Dr. Karol Watson, professor of medicine and cardiology at the David Geffen School of Medicine at UCLA, also explained that “weight and BMI are not the best indicators of weight-related heart disease risk, as neither of these measures truly captures the amount of ‘fat’ in an individual body, and heart disease risk is more closely related to this amount.”

Watson said some better indicators are waist circumference or waist-to-hip ratio. AMA also advises including additional factors such as visceral fat, body adiposity index, and genetic or metabolic factors.

Randolph said weight distribution matters as well. “Two people could be the same height and weight, but if one person carries more of their excess fat around their abdomen, they are at higher risk than a person who carries more fat in their hips and thighs.”

Women should aim for a waist circumference of less than 35 inches, and for men, less than 40 inches. 

Black women have the highest rates of obesity in the United States, with about 4 out of 5 Black women considered overweight or obese.

Oprah sharing her personal use of weight-loss medications can definitely move the needle.

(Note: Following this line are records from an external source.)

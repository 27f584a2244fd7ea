//! Rows ⇄ Arrow `RecordBatch`
//!
//! Column types come from the first non-null value in each column:
//!
//! | JSON value        | Arrow type |
//! |-------------------|------------|
//! | bool              | Boolean    |
//! | integer           | Int64      |
//! | float             | Float64    |
//! | anything else     | Utf8       |
//!
//! An Int64 column that later meets a float widens to Float64. Utf8 columns
//! render every non-string value as JSON text, so lists and objects can be
//! matched with `LIKE`. The text uses `", "` between items and `": "` after
//! keys, so `tags = '["baseline", "v2"]'` matches a two-tag list. Non-ASCII
//! characters are written as-is.

use std::io;
use std::sync::Arc;

use arrow::array::{Array, ArrayRef, BooleanArray, Float64Array, Int64Array, RecordBatch, StringArray};
use arrow::datatypes::{DataType, Field, Schema};
use serde::Serialize;
use serde_json::ser::{Formatter, Serializer};
use serde_json::{Number, Value};

use super::{fail, Row};
use crate::{Error, Result};

/// Union of row keys in first-seen order.
pub(crate) fn column_names(rows: &[Row]) -> Vec<String> {
    let mut names: Vec<String> = Vec::new();
    for row in rows {
        for key in row.keys() {
            if !names.iter().any(|n| n == key) {
                names.push(key.clone());
            }
        }
    }
    names
}

/// Build a batch with one row per input row; missing cells are null.
pub(crate) fn to_batch(rows: &[Row], columns: &[String]) -> Result<RecordBatch> {
    let mut fields = Vec::with_capacity(columns.len());
    let mut arrays: Vec<ArrayRef> = Vec::with_capacity(columns.len());

    for name in columns {
        let data_type = infer_type(rows, name);
        let cells = rows.iter().map(|row| row.get(name).unwrap_or(&Value::Null));
        let array: ArrayRef = match data_type {
            DataType::Boolean => Arc::new(
                cells
                    .map(|v| match v {
                        Value::Null => Ok(None),
                        Value::Bool(b) => Ok(Some(*b)),
                        other => inconvertible(name, other, &data_type),
                    })
                    .collect::<Result<BooleanArray>>()?,
            ),
            DataType::Int64 => Arc::new(
                cells
                    .map(|v| match v {
                        Value::Null => Ok(None),
                        Value::Number(n) if n.is_i64() => Ok(n.as_i64()),
                        other => inconvertible(name, other, &data_type),
                    })
                    .collect::<Result<Int64Array>>()?,
            ),
            DataType::Float64 => Arc::new(
                cells
                    .map(|v| match v {
                        Value::Null => Ok(None),
                        Value::Number(n) => Ok(n.as_f64()),
                        other => inconvertible(name, other, &data_type),
                    })
                    .collect::<Result<Float64Array>>()?,
            ),
            _ => Arc::new(
                cells
                    .map(|v| match v {
                        Value::Null => Ok(None),
                        Value::String(s) => Ok(Some(s.clone())),
                        other => json_text(other).map(Some),
                    })
                    .collect::<Result<StringArray>>()?,
            ),
        };
        fields.push(Field::new(name.as_str(), array.data_type().clone(), true));
        arrays.push(array);
    }

    Ok(RecordBatch::try_new(Arc::new(Schema::new(fields)), arrays)?)
}

/// `serde_json` compact output with a space after `,` and `:`.
struct SpacedFormatter;

impl Formatter for SpacedFormatter {
    fn begin_array_value<W: ?Sized + io::Write>(&mut self, writer: &mut W, first: bool) -> io::Result<()> {
        if first {
            Ok(())
        } else {
            writer.write_all(b", ")
        }
    }

    fn begin_object_key<W: ?Sized + io::Write>(&mut self, writer: &mut W, first: bool) -> io::Result<()> {
        if first {
            Ok(())
        } else {
            writer.write_all(b", ")
        }
    }

    fn begin_object_value<W: ?Sized + io::Write>(&mut self, writer: &mut W) -> io::Result<()> {
        writer.write_all(b": ")
    }
}

fn json_text(value: &Value) -> Result<String> {
    let mut out = Vec::new();
    let mut serializer = Serializer::with_formatter(&mut out, SpacedFormatter);
    value
        .serialize(&mut serializer)
        .map_err(|e| Error::InvalidInput(format!("cannot render {value} as text: {e}")))?;
    String::from_utf8(out).map_err(|e| Error::InvalidInput(e.to_string()))
}

fn infer_type(rows: &[Row], name: &str) -> DataType {
    let mut inferred: Option<DataType> = None;
    for value in rows.iter().filter_map(|row| row.get(name)) {
        let seen = match value {
            Value::Null => continue,
            Value::Bool(_) => DataType::Boolean,
            Value::Number(n) if n.is_i64() => DataType::Int64,
            Value::Number(_) => DataType::Float64,
            _ => DataType::Utf8,
        };
        match &inferred {
            None => inferred = Some(seen),
            Some(DataType::Int64) if seen == DataType::Float64 => inferred = Some(DataType::Float64),
            Some(_) => {}
        }
    }
    inferred.unwrap_or(DataType::Utf8)
}

fn inconvertible<T>(column: &str, value: &Value, data_type: &DataType) -> Result<T> {
    fail(format!("cannot convert {value} in column {column:?} to {data_type}"))
}

/// Convert a batch back to JSON rows, keeping column order.
pub(crate) fn to_rows(batch: &RecordBatch) -> Result<Vec<Row>> {
    let schema = batch.schema();
    let mut rows = vec![Row::new(); batch.num_rows()];

    for (field, column) in schema.fields().iter().zip(batch.columns()) {
        for (i, row) in rows.iter_mut().enumerate() {
            row.insert(field.name().clone(), cell(column.as_ref(), i)?);
        }
    }
    Ok(rows)
}

fn cell(column: &dyn Array, i: usize) -> Result<Value> {
    if column.is_null(i) {
        return Ok(Value::Null);
    }
    let any = column.as_any();
    let value = match column.data_type() {
        DataType::Boolean => any.downcast_ref::<BooleanArray>().map(|a| Value::Bool(a.value(i))),
        DataType::Int64 => any.downcast_ref::<Int64Array>().map(|a| Value::from(a.value(i))),
        DataType::Float64 => any
            .downcast_ref::<Float64Array>()
            .map(|a| Number::from_f64(a.value(i)).map_or(Value::Null, Value::Number)),
        DataType::Utf8 => any
            .downcast_ref::<StringArray>()
            .map(|a| Value::String(a.value(i).to_string())),
        _ => None,
    };
    value.map_or_else(|| fail(format!("unsupported column type {}", column.data_type())), Ok)
}

#[cfg(test)]
mod tests {
    use super::*;
    use serde_json::json;

    fn rows(values: Vec<Value>) -> Vec<Row> {
        values
            .into_iter()
            .map(|v| v.as_object().unwrap().clone())
            .collect()
    }

    #[test]
    fn test_column_union_first_seen_order() {
        let rows = rows(vec![json!({"id": "a", "lr": 0.1}), json!({"id": "b", "seed": 1})]);
        assert_eq!(column_names(&rows), vec!["id", "lr", "seed"]);
    }

    #[test]
    fn test_types_inferred_from_values() {
        let rows = rows(vec![json!({"b": true, "i": 1, "f": 0.5, "s": "x", "l": [1, 2]})]);
        let batch = to_batch(&rows, &column_names(&rows)).unwrap();
        let types: Vec<DataType> = batch.schema().fields().iter().map(|f| f.data_type().clone()).collect();
        assert_eq!(
            types,
            vec![DataType::Boolean, DataType::Int64, DataType::Float64, DataType::Utf8, DataType::Utf8]
        );
    }

    #[test]
    fn test_int_column_widens_to_float() {
        let rows = rows(vec![json!({"lr": 1}), json!({"lr": 0.5})]);
        let batch = to_batch(&rows, &column_names(&rows)).unwrap();
        assert_eq!(batch.schema().field(0).data_type(), &DataType::Float64);
    }

    #[test]
    fn test_string_in_numeric_column_is_error() {
        let rows = rows(vec![json!({"lr": 1}), json!({"lr": "fast"})]);
        let err = to_batch(&rows, &column_names(&rows)).unwrap_err();
        assert_eq!(err.kind(), crate::ErrorKind::QueryError);
    }

    #[test]
    fn test_missing_cells_round_trip_as_null() {
        let rows = rows(vec![json!({"id": "a", "lr": 0.1}), json!({"id": "b"})]);
        let columns = column_names(&rows);
        let back = to_rows(&to_batch(&rows, &columns).unwrap()).unwrap();
        assert_eq!(back[1]["lr"], Value::Null);
        assert_eq!(back[0]["lr"], json!(0.1));
    }

    #[test]
    fn test_lists_render_as_json_text() {
        let rows = rows(vec![json!({"tags": ["baseline", "v2"]})]);
        let back = to_rows(&to_batch(&rows, &column_names(&rows)).unwrap()).unwrap();
        assert_eq!(back[0]["tags"], json!("[\"baseline\", \"v2\"]"));
    }

    #[test]
    fn test_objects_render_with_spaced_separators() {
        let rows = rows(vec![json!({"id": "a", "opt": {"name": "adam", "betas": [0.9, 0.99]}})]);
        let back = to_rows(&to_batch(&rows, &column_names(&rows)).unwrap()).unwrap();
        assert_eq!(back[0]["opt"], json!("{\"name\": \"adam\", \"betas\": [0.9, 0.99]}"));
    }
}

But it is not just Black female celebrities benefiting from these seemingly new wonder drugs. Tracy Morgan has credited weekly doses of Ozempic for maintaining his slim physique. Anthony Anderson, who is diagnosed with Type 2 diabetes, uses the diabetes drug Ozempic, which has the side benefit of weight loss.

But not all celebrities have been as revealing about whether they’ve taken prescription drugs like Ozempic and Wegovy to drop the pounds or they’ve felt compelled to set the record straight.

Recently, we’ve seen dramatic weight loss by celebrities like 50 Cent, who posted a video on Instagram last month saying his 43-pound weight loss is due to working out and not from Ozempic. Kelly Clarkson has also dropped pounds and shared that her change in diet and lifestyle is the reason.

It’s also worth considering that some celebrities may be deciding not to publicly disclose if they’ve used a weight-loss drug because they haven’t secured the bag — meaning they aren’t giving free publicity to a brand that could otherwise pay them for their endorsement.

Building Habits for Good Health

In addition to maintaining optimal weight, Watson suggested that “all people should know, at a very minimum, their usual blood pressure level, their cholesterol level, and their blood sugar level.”

A “normal” blood pressure is less than 120/80. However, for those with hypertension, the goal is to maintain a blood pressure of less than 130/80.

“Hypertension is the leading modifiable risk factor when it comes to lowering risk for developing cardiovascular disease, so keeping blood pressure at goal significantly lowers your risk of having a heart attack, stroke, kidney failure, heart failure or death,” said Randolph.

Randolph advised that to build good heart health, people — whether famous or not — should focus on reducing alcohol intake, eating plant-based, scheduling time for themselves, exercising at least 150 minutes per week, and taking an assessment of their risk.